ACTIVITY:
After the line containing "use crate::signals::Signals;", write nothing more; before it, reproduce every line of the material below exactly, starting with the first.

EXERCISE INPUTS:
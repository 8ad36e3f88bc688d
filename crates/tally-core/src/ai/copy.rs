//! Copy writers
//!
//! `TemplateCopyWriter` returns the deterministic template unchanged.
//! `AiCopyWriter` wraps an [`AIBackend`] with the same contract: each attempt
//! is bounded by a timeout, retries back off exponentially, and anything short
//! of valid copy falls back to the template.

use std::time::Duration;

use async_trait::async_trait;
use tracing::{debug, warn};

use crate::config::CopyConfig;
use crate::persona::Persona;
use crate::signals::Signals;

use super::types::{CopyLimits, CopyRequest, GeneratedCopy};
use super::{AIBackend, AIClient};

/// Produces title and rationale for a recommendation; never fails
#[async_trait]
pub trait CopyWriter: Send + Sync {
    async fn write_copy(&self, request: &CopyRequest) -> GeneratedCopy;

    /// Short name for logs
    fn name(&self) -> &str;
}

/// Deterministic writer: the template is the copy
#[derive(Debug, Clone, Copy, Default)]
pub struct TemplateCopyWriter;

#[async_trait]
impl CopyWriter for TemplateCopyWriter {
    async fn write_copy(&self, request: &CopyRequest) -> GeneratedCopy {
        request.template.clone()
    }

    fn name(&self) -> &str {
        "template"
    }
}

/// AI writer with silent fallback to the template
pub struct AiCopyWriter<B: AIBackend> {
    backend: B,
    fallback: TemplateCopyWriter,
    timeout: Duration,
    max_attempts: u32,
    config: CopyConfig,
}

impl<B: AIBackend> AiCopyWriter<B> {
    pub fn new(backend: B, config: &CopyConfig) -> Self {
        Self {
            backend,
            fallback: TemplateCopyWriter,
            timeout: config.timeout(),
            max_attempts: config.max_attempts.max(1),
            config: config.clone(),
        }
    }

    /// Override the per-attempt timeout
    pub fn with_timeout(mut self, timeout: Duration) -> Self {
        self.timeout = timeout;
        self
    }

    fn limits(&self) -> CopyLimits {
        CopyLimits {
            title_max_chars: self.config.title_max_chars,
            rationale_max_chars: self.config.rationale_max_chars,
        }
    }
}

#[async_trait]
impl<B: AIBackend> CopyWriter for AiCopyWriter<B> {
    async fn write_copy(&self, request: &CopyRequest) -> GeneratedCopy {
        let limits = self.limits();

        for attempt in 1..=self.max_attempts {
            let call = self.backend.write_recommendation_copy(request, &limits);
            match tokio::time::timeout(self.timeout, call).await {
                Ok(Ok(copy)) => {
                    debug!(id = %request.recommendation_id, model = self.backend.model(), "AI copy accepted");
                    return copy;
                }
                Ok(Err(e)) => {
                    warn!(id = %request.recommendation_id, attempt, "AI copy failed: {}", e);
                }
                Err(_) => {
                    warn!(
                        id = %request.recommendation_id,
                        attempt,
                        timeout_ms = self.timeout.as_millis() as u64,
                        "AI copy timed out"
                    );
                }
            }

            if attempt < self.max_attempts {
                tokio::time::sleep(self.config.backoff(attempt)).await;
            }
        }

        self.fallback.write_copy(request).await
    }

    fn name(&self) -> &str {
        "ai"
    }
}

/// Pick the writer for a request: AI when asked for and configured, template otherwise
pub fn copy_writer(use_ai: bool, ai: Option<AIClient>, config: &CopyConfig) -> Box<dyn CopyWriter> {
    match (use_ai, ai) {
        (true, Some(client)) => Box::new(AiCopyWriter::new(client, config)),
        (true, None) => {
            warn!("AI copy requested but no backend is configured; using templates");
            Box::new(TemplateCopyWriter)
        }
        (false, _) => Box::new(TemplateCopyWriter),
    }
}

/// AI explanation of a persona, or the raw reason when AI is unavailable
pub async fn explain_persona_or_reason<B: AIBackend + ?Sized>(
    ai: Option<&B>,
    persona: &Persona,
    signals: &Signals,
    timeout: Duration,
) -> String {
    let Some(backend) = ai else {
        return persona.reason.clone();
    };

    match tokio::time::timeout(timeout, backend.explain_persona(persona, signals)).await {
        Ok(Ok(text)) => text,
        Ok(Err(e)) => {
            warn!("Persona explanation failed: {}", e);
            persona.reason.clone()
        }
        Err(_) => {
            warn!("Persona explanation timed out");
            persona.reason.clone()
        }
    }
}

#[cfg(test)]
mod tests {
    use super::*;
    use crate::ai::types::CopyRegister;
    use crate::ai::{MockBackend, MockResponse};
    use crate::guardrails::STANDARD_DISCLOSURE;
    use crate::persona::PersonaKey;
    use crate::recommend::RecommendationKind;

    fn request(register: CopyRegister) -> CopyRequest {
        CopyRequest {
            recommendation_id: "edu-apy".to_string(),
            kind: RecommendationKind::Education,
            persona: PersonaKey::SavingsBuilder,
            signals: Signals::default(),
            register,
            template: GeneratedCopy {
                title: "Pick a high-yield savings account".to_string(),
                rationale: format!("Savings inflow $250/mo; growth 5.0%. {}", STANDARD_DISCLOSURE),
                ai_generated: false,
            },
        }
    }

    fn writer(response: MockResponse) -> AiCopyWriter<MockBackend> {
        AiCopyWriter::new(MockBackend::with_response(response), &CopyConfig::default())
            .with_timeout(Duration::from_millis(100))
    }

    #[tokio::test]
    async fn test_template_writer_is_identity() {
        let req = request(CopyRegister::Standard);
        assert_eq!(TemplateCopyWriter.write_copy(&req).await, req.template);
    }

    #[tokio::test]
    async fn test_ai_writer_uses_backend_copy() {
        let copy = writer(MockResponse::Valid)
            .write_copy(&request(CopyRegister::Standard))
            .await;
        assert!(copy.ai_generated);
        assert!(copy.rationale.contains(STANDARD_DISCLOSURE));
    }

    #[tokio::test]
    async fn test_ai_writer_shifts_register_for_aml() {
        let standard = writer(MockResponse::Valid)
            .write_copy(&request(CopyRegister::Standard))
            .await;
        let aml = writer(MockResponse::Valid)
            .write_copy(&request(CopyRegister::AmlReview))
            .await;
        assert_ne!(standard.rationale, aml.rationale);
        assert!(aml.rationale.contains("licensed professional"));
    }

    #[tokio::test]
    async fn test_ai_writer_falls_back_on_failure_malformed_and_timeout() {
        let req = request(CopyRegister::Standard);
        for response in [MockResponse::Fail, MockResponse::Malformed, MockResponse::Hang] {
            let copy = writer(response).write_copy(&req).await;
            assert_eq!(copy, req.template, "no fallback for {:?}", response);
            assert!(!copy.ai_generated);
        }
    }

    #[tokio::test]
    async fn test_retries_are_bounded() {
        let config = CopyConfig {
            max_attempts: 3,
            backoff_ms: 1,
            ..CopyConfig::default()
        };
        let writer = AiCopyWriter::new(MockBackend::with_response(MockResponse::Hang), &config)
            .with_timeout(Duration::from_millis(20));

        let started = std::time::Instant::now();
        let req = request(CopyRegister::Standard);
        assert_eq!(writer.write_copy(&req).await, req.template);
        assert!(started.elapsed() < Duration::from_secs(5));
    }

    #[tokio::test]
    async fn test_copy_writer_selection() {
        let config = CopyConfig::default();
        assert_eq!(copy_writer(false, Some(AIClient::mock()), &config).name(), "template");
        assert_eq!(copy_writer(true, None, &config).name(), "template");
        assert_eq!(copy_writer(true, Some(AIClient::mock()), &config).name(), "ai");
    }

    #[tokio::test]
    async fn test_explain_persona_falls_back_to_reason() {
        let persona = Persona {
            key: PersonaKey::HighUtilization,
            reason: "util_max=68%, interest=true, min_pay_only=false, overdue=false".to_string(),
            priority: 1,
        };
        let signals = Signals::default();
        let timeout = Duration::from_millis(100);

        let none: Option<&MockBackend> = None;
        assert_eq!(explain_persona_or_reason(none, &persona, &signals, timeout).await, persona.reason);

        let failing = MockBackend::unhealthy();
        assert_eq!(
            explain_persona_or_reason(Some(&failing), &persona, &signals, timeout).await,
            persona.reason
        );

        let ok = MockBackend::new();
        let text = explain_persona_or_reason(Some(&ok), &persona, &signals, timeout).await;
        assert!(text.contains("High Utilization"));
    }
}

ANSWER FOR THIS EXERCISE:
repository 8ad36e3f88bc688d
filename crates/tally-core/src/ai/copy.rs
//! Copy writers
//!
//! `TemplateCopyWriter` returns the deterministic template unchanged.
//! `AiCopyWriter` wraps an [`AIBackend`] with the same contract: each attempt
//! is bounded by a timeout, retries back off exponentially, and anything short
//! of valid copy falls back to the template.

use std::time::Duration;

use async_trait::async_trait;
use tracing::{debug, warn};

use crate::config::CopyConfig;
use crate::persona::Persona;
use crate::signals::Signals;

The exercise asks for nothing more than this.